In den Rezensionen wird „Red Rock Baby Candy“ als ein grafisches Memoir hervorgehoben, das sowohl visuell beeindruckend als auch thematisch intim ist und sich auf persönliche Themen wie Unfruchtbarkeit und Verlust konzentriert. Während die Illustrationen für ihre Kreativität und emotionale Tiefe gelobt werden, sind die Meinungen über die erzählerische Kohärenz und die allgemeine Beschäftigung mit dem Text geteilt.
Vorteile:Wunderschön illustriert, mit fesselnder Kunst, die als Einzelstücke hervorsticht.
Nachteile:Originelles Format, das Memoiren mit Graphic-Novel-Elementen kombiniert und so eine neue Perspektive bietet.
(basierend auf 11 Leserbewertungen)
Red Rock Baby Candy
Shira Spector zeichnet im wahrsten Sinne des Wortes ein lebendiges Porträt der ereignisreichsten 10 Jahre ihres Lebens, das ihren hartnäckigen Kampf um eine Schwangerschaft, die emotionalen Turbulenzen nach der Krebsdiagnose und dem Tod ihres Vaters sowie ihre Erinnerungen an vergangene Beziehungen zu ihren Eltern und ihrem Partner umfasst. Angesiedelt in einem Kaleidoskop von Montreal und Toronto, entfaltet sich Red Rock Baby Candy als einer der formal originellsten Comics in der Geschichte des Mediums.
Er beginnt in subtilen, tonalen Schattierungen schwarzer Tinte und führt im Laufe der nächsten 50 Seiten langsam Farbe ein, bis er in einer prächtigen Farbpalette explodiert. Die respektlosen Charaktere beginnen zu erblühen und das Leben in vollen Zügen zu leben, indem sie Tote wieder auferstehen lassen, um die Geografie zwischen Unfruchtbarkeit, Sexualität, Wahlmöglichkeiten und Sterblichkeit zu kartografieren. Die Zeichnungen sind visuell, symbolisch und naturalistisch.

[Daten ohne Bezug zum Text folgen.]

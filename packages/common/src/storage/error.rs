use thiserror::Error;

/// Errors raised by the storage core.
///
/// `Io` and `Index` together form the "I/O failure" class: the former for the
/// filesystem, the latter for the metadata index.
#[derive(Debug, Error)]
pub enum StorageError {
    /// The storage root is missing or unusable. Fatal at startup.
    #[error("invalid storage configuration: {0}")]
    InvalidConfiguration(String),

    /// The reference path is absolute or escapes the storage root.
    #[error("invalid reference path: {0}")]
    InvalidReference(String),

    #[error("Failed to store empty file.")]
    EmptyUpload,

    /// A record already exists at the resolved filepath.
    #[error("File with the same name already exists.")]
    Conflict(String),

    #[error("File not found: {0}")]
    NotFound(String),

    /// The index and the filesystem disagree, or an index constraint was violated.
    #[error("integrity violation: {0}")]
    IntegrityViolation(String),

    #[error("upload exceeds size limit ({actual} > {limit} bytes)")]
    SizeLimitExceeded { actual: u64, limit: u64 },

    #[error("storage IO error: {0}")]
    Io(#[from] std::io::Error),

    #[error("metadata index error: {0}")]
    Index(String),
}

#[cfg(feature = "sea-orm")]
impl From<sea_orm::DbErr> for StorageError {
    fn from(err: sea_orm::DbErr) -> Self {
        Self::Index(err.to_string())
    }
}
use std::path::{Path, PathBuf};
use std::sync::Arc;

use dashmap::DashMap;
use tokio::sync::{Mutex, OwnedMutexGuard};

type LockMap = DashMap<PathBuf, Arc<Mutex<()>>>;

/// In-process advisory locks keyed by absolute path.
///
/// Entries are created on demand and removed when the last holder or waiter
/// releases them, so the table only ever holds paths that are in use.
#[derive(Clone, Default)]
pub struct PathLocks {
    inner: Arc<LockMap>,
}

impl PathLocks {
    pub fn new() -> Self {
        Self::default()
    }

    /// Wait for exclusive access to `path`.
    pub async fn lock(&self, path: &Path) -> PathGuard {
        let mutex = self
            .inner
            .entry(path.to_path_buf())
            .or_default()
            .value()
            .clone();
        let guard = mutex.lock_owned().await;

        PathGuard {
            key: path.to_path_buf(),
            map: Arc::clone(&self.inner),
            _guard: guard,
        }
    }

    /// Number of paths currently locked or waited on.
    pub fn len(&self) -> usize {
        self.inner.len()
    }

    pub fn is_empty(&self) -> bool {
        self.inner.is_empty()
    }
}

/// Held for the duration of a mutation on one path.
pub struct PathGuard {
    key: PathBuf,
    map: Arc<LockMap>,
    _guard: OwnedMutexGuard<()>,
}

impl Drop for PathGuard {
    fn drop(&mut self) {
        // One reference is the table's, one is our own guard. Anything more is a waiter.
        self.map
            .remove_if(&self.key, |_, mutex| Arc::strong_count(mutex) <= 2);
    }
}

Die visuelle Erzählung verzichtet auf traditionelle Comic-Panels zugunsten einer Reihe einzigartiger Seitenkompositionen, die sowohl einen Bewusstseinsstrom als auch die greifbare Realität des Lebens vermitteln, sowohl die subjektiven Eindrücke der Autorin in jedem Moment ihres Lebens als auch die objektive Reihe von Ereignissen, die ihre Erzählung prägen. Es ist die formal revolutionärste visuelle Erzählung seit Emil Ferris' My Favorite Thing is Monsters.